Sottoscrivere un patto di collaborazione significa accettare che il riconoscimento di uno spazio o di un’attività sia interamente subordinato agli equilibri politici del momento. Il patto non cristallizza diritti, non stabilizza posizioni, non mette al riparo le esperienze coinvolte: vive e muore in funzione del clima politico, delle maggioranze, delle priorità amministrative e delle convenienze contingenti. Ciò che oggi viene riconosciuto come virtuoso e meritevole di collaborazione può domani essere ritenuto incompatibile, problematico o semplicemente sacrificabile. Askatasuna è stata prima assunta come interlocutore legittimo e poi rapidamente espulsa dal perimetro della collaborazione, a dimostrazione del carattere eminentemente politico – e non garantista – dello strumento.
A rendere il quadro ancora più problematico è l’uso della categoria di “bene comune”. Definire uno spazio come bene comune non lo rafforza, non ne riconosce il valore politico o sociale, ma ne ridefinisce il senso entro parametri amministrativi. Nei regolamenti comunali il bene comune non è più uno spazio di autodeterminazione o di sperimentazione politica, ma un oggetto di gestione, sottoposto a criteri di compatibilità, decoro e ordine pubblico. Il conflitto, per definizione, viene espulso: ciò che è conflittuale non può essere ammesso come bene comune, perché il bene comune è accettabile solo se innocuo, prevedibile e governabile. In questo modo il riconoscimento si trasforma in neutralizzazione.
Roma mostra con particolare chiarezza un ulteriore aspetto, spesso taciuto. Il patto di collaborazione non serve soltanto a governare gli spazi, ma anche a ridefinire il perimetro delle responsabilità pubbliche. Attraverso il patto, funzioni che dovrebbero essere garantite direttamente dall’amministrazione (welfare, servizi sociali, inclusione, presidio territoriale) vengono progressivamente scaricate sulle associazioni, sui comitati e sulle realtà di base. Il Comune arretra sul piano dell’intervento diretto, ma mantiene il controllo politico e amministrativo, presentando questa ritirata come partecipazione, cura condivisa, sussidiarietà. Il patto diventa così uno strumento di esternalizzazione del welfare, che trasferisce oneri e responsabilità senza trasferire potere reale.

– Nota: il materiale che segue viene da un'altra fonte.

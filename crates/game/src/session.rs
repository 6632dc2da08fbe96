use std::time::{Duration, Instant};

use rand::Rng;
use rand_pcg::Pcg32;
use tracing::{info, warn};

use engine::{ActorId, Camera, InputAction, InputSnapshot, Session, TileAtlas, Vec2, World};

/// Map regenerations closer together than this are dropped.
const REGEN_MIN_INTERVAL: Duration = Duration::from_millis(500);
/// How far an enemy patrols from its spawn point, in pixels.
const WANDER_RANGE: f32 = 96.0;

#[derive(Debug, Clone, Copy, PartialEq, Eq)]
enum WanderAxis {
    Horizontal,
    Vertical,
}

#[derive(Debug, Clone, Copy)]
struct WanderState {
    home: Vec2,
    axis: WanderAxis,
    direction: f32,
}

impl WanderState {
    fn new(home: Vec2, axis: WanderAxis) -> Self {
        Self {
            home,
            axis,
            direction: 1.0,
        }
    }

    fn intent(&self) -> (f32, f32) {
        match self.axis {
            WanderAxis::Horizontal => (self.direction, 0.0),
            WanderAxis::Vertical => (0.0, self.direction),
        }
    }
}

/// Turns around at the patrol bounds or when the last move was eaten
/// by a wall.
fn next_wander_direction(state: WanderState, position: Vec2, moved: bool) -> f32 {
    let displacement = match state.axis {
        WanderAxis::Horizontal => position.x - state.home.x,
        WanderAxis::Vertical => position.y - state.home.y,
    };
    if !moved || displacement * state.direction >= WANDER_RANGE {
        -state.direction
    } else {
        state.direction
    }
}

fn regen_allowed(last_regen: Option<Instant>, now: Instant) -> bool {
    match last_regen {
        Some(last) => now.saturating_duration_since(last) >= REGEN_MIN_INTERVAL,
        None => true,
    }
}

/// Drives the playable world: player movement from held keys, enemy
/// patrols, camera retargeting on the number keys and map regeneration
/// on R.
pub struct PlaySession {
    player: ActorId,
    enemies: Vec<(ActorId, WanderState)>,
    tracked_enemy: usize,
    tile_atlas: TileAtlas,
    rng: Pcg32,
    last_regen: Option<Instant>,
    camera_spacing: f32,
    camera_dampening: f32,
}

impl PlaySession {
    pub fn new(
        player: ActorId,
        enemy_ids: &[ActorId],
        world: &World,
        tile_atlas: TileAtlas,
        mut rng: Pcg32,
        camera_spacing: f32,
        camera_dampening: f32,
    ) -> Self {
        let enemies = enemy_ids
            .iter()
            .map(|&id| {
                let home = world
                    .actor(id)
                    .map(|actor| actor.position)
                    .unwrap_or_default();
                let axis = if rng.random_ratio(1, 2) {
                    WanderAxis::Horizontal
                } else {
                    WanderAxis::Vertical
                };
                (id, WanderState::new(home, axis))
            })
            .collect();
        Self {
            player,
            enemies,
            tracked_enemy: 0,
            tile_atlas,
            rng,
            last_regen: None,
            camera_spacing,
            camera_dampening,
        }
    }

    fn player_intent(input: &InputSnapshot) -> (f32, f32) {
        let axis = |negative: InputAction, positive: InputAction| {
            let mut value = 0.0;
            if input.is_down(negative) {
                value -= 1.0;
            }
            if input.is_down(positive) {
                value += 1.0;
            }
            value
        };
        (
            axis(InputAction::MoveLeft, InputAction::MoveRight),
            axis(InputAction::MoveUp, InputAction::MoveDown),
        )
    }

    fn move_player(&mut self, input: &InputSnapshot, world: &mut World) {
        let (dx, dy) = Self::player_intent(input);
        if dx == 0.0 && dy == 0.0 {
            return;
        }
        if let Err(error) = world.move_actor(self.player, dx, dy) {
            warn!(error = %error, "player_movement_rejected");
        }
    }

    fn move_enemies(&mut self, world: &mut World) {
        for (id, state) in &mut self.enemies {
            let before = match world.actor(*id) {
                Some(actor) => actor.position,
                None => continue,
            };
            let (dx, dy) = state.intent();
            if let Err(error) = world.move_actor(*id, dx, dy) {
                warn!(error = %error, "enemy_movement_rejected");
                continue;
            }
            let after = match world.actor(*id) {
                Some(actor) => actor.position,
                None => continue,
            };
            state.direction = next_wander_direction(*state, after, after != before);
        }
    }

    fn retarget_camera(&mut self, input: &InputSnapshot, world: &mut World) {
        let next_target = if input.follow_player_pressed() {
            Some(self.player)
        } else if input.follow_enemy_pressed() && !self.enemies.is_empty() {
            let (id, _) = self.enemies[self.tracked_enemy];
            self.tracked_enemy = (self.tracked_enemy + 1) % self.enemies.len();
            Some(id)
        } else {
            None
        };

        if let Some(target) = next_target {
            let next = Camera::new(target, self.camera_spacing, self.camera_dampening);
            if let Some(camera) = world.camera_mut() {
                camera.switch_to(&next);
                info!(target = target.0, "camera_retargeted");
            }
        }
    }

    fn maybe_regenerate(&mut self, input: &InputSnapshot, world: &mut World) {
        if !input.regenerate_pressed() {
            return;
        }
        let now = Instant::now();
        if !regen_allowed(self.last_regen, now) {
            info!("map_regeneration_throttled");
            return;
        }
        self.last_regen = Some(now);
        world.regenerate_map(&self.tile_atlas, &mut self.rng);
    }
}

impl Session for PlaySession {
    fn tick(&mut self, input: &InputSnapshot, world: &mut World) {
        self.move_player(input, world);
        self.move_enemies(world);
        self.retarget_camera(input, world);
        self.maybe_regenerate(input, world);
    }
}

#[cfg(test)]
mod tests {
    use rand::SeedableRng;

    use engine::{Actor, ActorRole, SpriteId, TileMap};

    use super::*;

    fn test_atlas() -> TileAtlas {
        TileAtlas::from_rgba(256, 128, vec![80; 256 * 128 * 4]).expect("atlas")
    }

    fn world_with_player() -> (World, ActorId) {
        let mut world = World::new(TileMap::new(16, 16).expect("map"));
        let player = world.register(Actor::new(
            ActorRole::Player,
            Vec2 { x: 160.0, y: 160.0 },
            3.0,
            SpriteId(0),
        ));
        (world, player)
    }

    fn spawn_enemy(world: &mut World, x: f32, y: f32) -> ActorId {
        world.register(Actor::new(
            ActorRole::Enemy,
            Vec2 { x, y },
            3.0,
            SpriteId(1),
        ))
    }

    fn session(player: ActorId, enemy_ids: &[ActorId], world: &World) -> PlaySession {
        PlaySession::new(
            player,
            enemy_ids,
            world,
            test_atlas(),
            Pcg32::seed_from_u64(5),
            10.0,
            20.0,
        )
    }

    #[test]
    fn held_keys_move_the_player() {
        let (mut world, player) = world_with_player();
        let mut play = session(player, &[], &world);

        let input = InputSnapshot::default().with_action(InputAction::MoveRight);
        play.tick(&input, &mut world);

        assert_eq!(world.actor(player).expect("player").position.x, 163.0);
    }

    #[test]
    fn opposing_keys_cancel_out() {
        let (mut world, player) = world_with_player();
        let mut play = session(player, &[], &world);

        let input = InputSnapshot::default()
            .with_action(InputAction::MoveLeft)
            .with_action(InputAction::MoveRight)
            .with_action(InputAction::MoveDown);
        play.tick(&input, &mut world);

        let position = world.actor(player).expect("player").position;
        assert_eq!(position.x, 160.0);
        assert_eq!(position.y, 163.0);
    }

    #[test]
    fn enemies_patrol_and_turn_at_the_range_bound() {
        let (mut world, player) = world_with_player();
        let enemy = spawn_enemy(&mut world, 64.0, 64.0);
        let mut play = session(player, &[enemy], &world);

        let input = InputSnapshot::default();
        let start = world.actor(enemy).expect("enemy").position;
        for _ in 0..200 {
            play.tick(&input, &mut world);
            let position = world.actor(enemy).expect("enemy").position;
            let displacement =
                (position.x - start.x).abs().max((position.y - start.y).abs());
            assert!(displacement <= WANDER_RANGE + 3.0);
        }
        // Still inside the map and moving; the patrol never stalls at
        // the bound.
        let final_position = world.actor(enemy).expect("enemy").position;
        assert_ne!(final_position, start);
    }

    #[test]
    fn wander_direction_flips_when_blocked() {
        let state = WanderState::new(Vec2 { x: 64.0, y: 64.0 }, WanderAxis::Horizontal);
        let stuck = next_wander_direction(state, Vec2 { x: 70.0, y: 64.0 }, false);
        assert_eq!(stuck, -1.0);

        let moving = next_wander_direction(state, Vec2 { x: 70.0, y: 64.0 }, true);
        assert_eq!(moving, 1.0);

        let at_bound = next_wander_direction(
            state,
            Vec2 {
                x: 64.0 + WANDER_RANGE,
                y: 64.0,
            },
            true,
        );
        assert_eq!(at_bound, -1.0);
    }

    #[test]
    fn follow_keys_retarget_the_camera_and_cycle_enemies() {
        let (mut world, player) = world_with_player();
        let first_enemy = spawn_enemy(&mut world, 32.0, 32.0);
        let second_enemy = spawn_enemy(&mut world, 96.0, 96.0);
        world.set_camera(Camera::new(player, 10.0, 20.0));
        let mut play = session(player, &[first_enemy, second_enemy], &world);

        let follow_enemy = InputSnapshot::default().with_follow_enemy();
        play.tick(&follow_enemy, &mut world);
        assert_eq!(world.camera().expect("camera").target(), first_enemy);

        play.tick(&follow_enemy, &mut world);
        assert_eq!(world.camera().expect("camera").target(), second_enemy);

        play.tick(&follow_enemy, &mut world);
        assert_eq!(world.camera().expect("camera").target(), first_enemy);

        let follow_player = InputSnapshot::default().with_follow_player();
        play.tick(&follow_player, &mut world);
        assert_eq!(world.camera().expect("camera").target(), player);
    }

    #[test]
    fn rapid_regenerate_presses_are_throttled() {
        let (mut world, player) = world_with_player();
        let mut play = session(player, &[], &world);

        let regen = InputSnapshot::default().with_regenerate();
        play.tick(&regen, &mut world);
        let first = play.last_regen.expect("regen ran");

        play.tick(&regen, &mut world);
        assert_eq!(play.last_regen, Some(first));
    }

    #[test]
    fn regen_allowed_respects_the_minimum_interval() {
        let base = Instant::now();
        assert!(regen_allowed(None, base));
        assert!(!regen_allowed(Some(base), base + Duration::from_millis(100)));
        assert!(regen_allowed(Some(base), base + REGEN_MIN_INTERVAL));
    }
}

In questo contesto, i regolamenti romani sui beni comuni, la delibera 104 e i regolamenti sui poli civici non tutelano le realtà sociali esistenti, ma contribuiscono a ridefinirle e, in molti casi, a sostituirle. L’obiettivo è quello di favorire soggetti compatibili, finanziabili, controllabili, politicamente allineati, a discapito di esperienze autonome, indipendenti e potenzialmente conflittuali. Non si tratta di partecipazione, ma di selezione politica delle soggettività ammesse nello spazio pubblico.
A rendere ancora più fragile la retorica del “bene comune” interviene il quadro normativo regionale. La legge regionale del Lazio n. 10 del 2019, approvata sotto una giunta a guida Partito Democratico, consente infatti che il bene comune possa essere affidato, attraverso il patto di collaborazione, anche a soggetti privati a carattere commerciale. Il bene comune, dunque, non è affatto garantito come bene pubblico: può legittimamente essere gestito da operatori privati, anche con finalità economiche, con buona pace di tutta la retorica sul carattere pubblico e collettivo di questi beni. Il bene comune si rivela così per ciò che è: una categoria amministrativa flessibile, adattabile agli equilibri politici ed economici del momento.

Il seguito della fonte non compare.